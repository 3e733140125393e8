//! Packet: the application-level unit of communication.
//!
//! A [`Packet`] is an opcode plus a byte payload with two cursors: the write
//! cursor (the payload length, advanced by append operations) and the read
//! cursor (advanced by extraction). `read_pos <= write_pos` always holds;
//! extracting past the write cursor yields [`DecodeError::Underflow`], which
//! is recoverable — the caller discards the packet and the connection stays
//! open.
//!
//! All multi-byte values are Big Endian, matching the frame header. Strings
//! and blobs are `u32` length-prefixed.
//!
//! # Example
//!
//! ```
//! use framecast::protocol::{opcode, Packet};
//!
//! let mut packet = Packet::new(opcode::ENTITY_UPDATE);
//! packet.write_u32(42);
//! packet.write_string("hello");
//!
//! let (header, payload) = packet.encode();
//! let mut decoded = Packet::decode(header, payload).unwrap();
//! assert_eq!(decoded.read_u32().unwrap(), 42);
//! assert_eq!(decoded.read_string().unwrap(), "hello");
//! ```

use bytes::Bytes;
use thiserror::Error;

use super::wire_format::Header;

/// Error produced while extracting values from a packet payload.
///
/// Decode errors are local to the offending packet; they never tear down
/// the connection.
#[derive(Debug, Error, PartialEq, Eq)]
pub enum DecodeError {
    /// Extraction would read past the write cursor.
    #[error("payload underflow: wanted {wanted} bytes, {available} available")]
    Underflow { wanted: usize, available: usize },

    /// The payload byte count does not match the header's length field.
    #[error("payload length mismatch: header says {expected}, got {actual}")]
    LengthMismatch { expected: usize, actual: usize },

    /// A length-prefixed string was not valid UTF-8.
    #[error("string payload is not valid UTF-8")]
    InvalidUtf8,
}

/// An opcode-tagged payload with append/extract cursors.
///
/// Equality compares opcode and payload bytes only; the read cursor is
/// transient state.
#[derive(Debug, Clone)]
pub struct Packet {
    opcode: i32,
    buf: Vec<u8>,
    read_pos: usize,
}

impl PartialEq for Packet {
    fn eq(&self, other: &Self) -> bool {
        self.opcode == other.opcode && self.buf == other.buf
    }
}

impl Eq for Packet {}

impl Packet {
    /// Create an empty packet for the given opcode.
    pub fn new(opcode: i32) -> Self {
        Self {
            opcode,
            buf: Vec::new(),
            read_pos: 0,
        }
    }

    /// Decode a packet from a header and its payload bytes.
    ///
    /// Consumes exactly `header.payload_length` bytes; anything else is a
    /// [`DecodeError::LengthMismatch`], never a partial packet.
    pub fn decode(header: Header, payload: Bytes) -> Result<Self, DecodeError> {
        if payload.len() != header.payload_length as usize {
            return Err(DecodeError::LengthMismatch {
                expected: header.payload_length as usize,
                actual: payload.len(),
            });
        }
        Ok(Self {
            opcode: header.opcode,
            buf: payload.to_vec(),
            read_pos: 0,
        })
    }

    /// Encode into a frame: header plus payload bytes.
    ///
    /// Deterministic; `header.payload_length` always equals the payload byte
    /// count — the header is the one authoritative length on the wire.
    pub fn encode(&self) -> (Header, Bytes) {
        (
            Header::new(self.opcode, self.buf.len() as u32),
            Bytes::copy_from_slice(&self.buf),
        )
    }

    /// The packet's opcode.
    #[inline]
    pub fn opcode(&self) -> i32 {
        self.opcode
    }

    /// Position of the write cursor (the payload length).
    #[inline]
    pub fn write_pos(&self) -> usize {
        self.buf.len()
    }

    /// Position of the read cursor.
    #[inline]
    pub fn read_pos(&self) -> usize {
        self.read_pos
    }

    /// Bytes left between the read and write cursors.
    #[inline]
    pub fn remaining(&self) -> usize {
        self.buf.len() - self.read_pos
    }

    /// The raw payload bytes.
    #[inline]
    pub fn payload(&self) -> &[u8] {
        &self.buf
    }

    /// Drop the payload and reset both cursors.
    pub fn clear(&mut self) {
        self.buf.clear();
        self.read_pos = 0;
    }

    /// Rewind the read cursor to the start of the payload.
    pub fn reset_read(&mut self) {
        self.read_pos = 0;
    }

    fn take(&mut self, n: usize) -> Result<&[u8], DecodeError> {
        let available = self.buf.len() - self.read_pos;
        if available < n {
            return Err(DecodeError::Underflow {
                wanted: n,
                available,
            });
        }
        let start = self.read_pos;
        self.read_pos += n;
        Ok(&self.buf[start..start + n])
    }

    // Append primitives. Each advances the write cursor.

    pub fn write_u8(&mut self, v: u8) {
        self.buf.push(v);
    }

    pub fn write_bool(&mut self, v: bool) {
        self.buf.push(v as u8);
    }

    pub fn write_u16(&mut self, v: u16) {
        self.buf.extend_from_slice(&v.to_be_bytes());
    }

    pub fn write_u32(&mut self, v: u32) {
        self.buf.extend_from_slice(&v.to_be_bytes());
    }

    pub fn write_u64(&mut self, v: u64) {
        self.buf.extend_from_slice(&v.to_be_bytes());
    }

    pub fn write_i32(&mut self, v: i32) {
        self.buf.extend_from_slice(&v.to_be_bytes());
    }

    pub fn write_i64(&mut self, v: i64) {
        self.buf.extend_from_slice(&v.to_be_bytes());
    }

    pub fn write_f32(&mut self, v: f32) {
        self.buf.extend_from_slice(&v.to_be_bytes());
    }

    pub fn write_f64(&mut self, v: f64) {
        self.buf.extend_from_slice(&v.to_be_bytes());
    }

    /// Append a `u32` length-prefixed UTF-8 string.
    pub fn write_string(&mut self, s: &str) {
        self.write_u32(s.len() as u32);
        self.buf.extend_from_slice(s.as_bytes());
    }

    /// Append a `u32` length-prefixed byte blob.
    pub fn write_blob(&mut self, data: &[u8]) {
        self.write_u32(data.len() as u32);
        self.buf.extend_from_slice(data);
    }

    /// Append raw bytes with no length prefix.
    pub fn write_raw(&mut self, data: &[u8]) {
        self.buf.extend_from_slice(data);
    }

    // Extract primitives. Each advances the read cursor; reading past the
    // write cursor is an `Underflow`.

    pub fn read_u8(&mut self) -> Result<u8, DecodeError> {
        Ok(self.take(1)?[0])
    }

    pub fn read_bool(&mut self) -> Result<bool, DecodeError> {
        Ok(self.read_u8()? != 0)
    }

    pub fn read_u16(&mut self) -> Result<u16, DecodeError> {
        let b = self.take(2)?;
        Ok(u16::from_be_bytes([b[0], b[1]]))
    }

    pub fn read_u32(&mut self) -> Result<u32, DecodeError> {
        let b = self.take(4)?;
        Ok(u32::from_be_bytes([b[0], b[1], b[2], b[3]]))
    }

    pub fn read_u64(&mut self) -> Result<u64, DecodeError> {
        let b = self.take(8)?;
        let mut a = [0u8; 8];
        a.copy_from_slice(b);
        Ok(u64::from_be_bytes(a))
    }

    pub fn read_i32(&mut self) -> Result<i32, DecodeError> {
        let b = self.take(4)?;
        Ok(i32::from_be_bytes([b[0], b[1], b[2], b[3]]))
    }

    pub fn read_i64(&mut self) -> Result<i64, DecodeError> {
        let b = self.take(8)?;
        let mut a = [0u8; 8];
        a.copy_from_slice(b);
        Ok(i64::from_be_bytes(a))
    }

    pub fn read_f32(&mut self) -> Result<f32, DecodeError> {
        let b = self.take(4)?;
        Ok(f32::from_be_bytes([b[0], b[1], b[2], b[3]]))
    }

    pub fn read_f64(&mut self) -> Result<f64, DecodeError> {
        let b = self.take(8)?;
        let mut a = [0u8; 8];
        a.copy_from_slice(b);
        Ok(f64::from_be_bytes(a))
    }

    /// Extract a `u32` length-prefixed UTF-8 string.
    pub fn read_string(&mut self) -> Result<String, DecodeError> {
        let len = self.read_u32()? as usize;
        let bytes = self.take(len)?.to_vec();
        String::from_utf8(bytes).map_err(|_| DecodeError::InvalidUtf8)
    }

    /// Extract a `u32` length-prefixed byte blob.
    pub fn read_blob(&mut self) -> Result<Vec<u8>, DecodeError> {
        let len = self.read_u32()? as usize;
        Ok(self.take(len)?.to_vec())
    }

    /// Extract `n` raw bytes.
    pub fn read_raw(&mut self, n: usize) -> Result<Vec<u8>, DecodeError> {
        Ok(self.take(n)?.to_vec())
    }
}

→ **What you need to do**
Pull every line with "advances" from the records.

→ **Expected answer**
    // Append primitives. Each advances the write cursor.
    // Extract primitives. Each advances the read cursor; reading past the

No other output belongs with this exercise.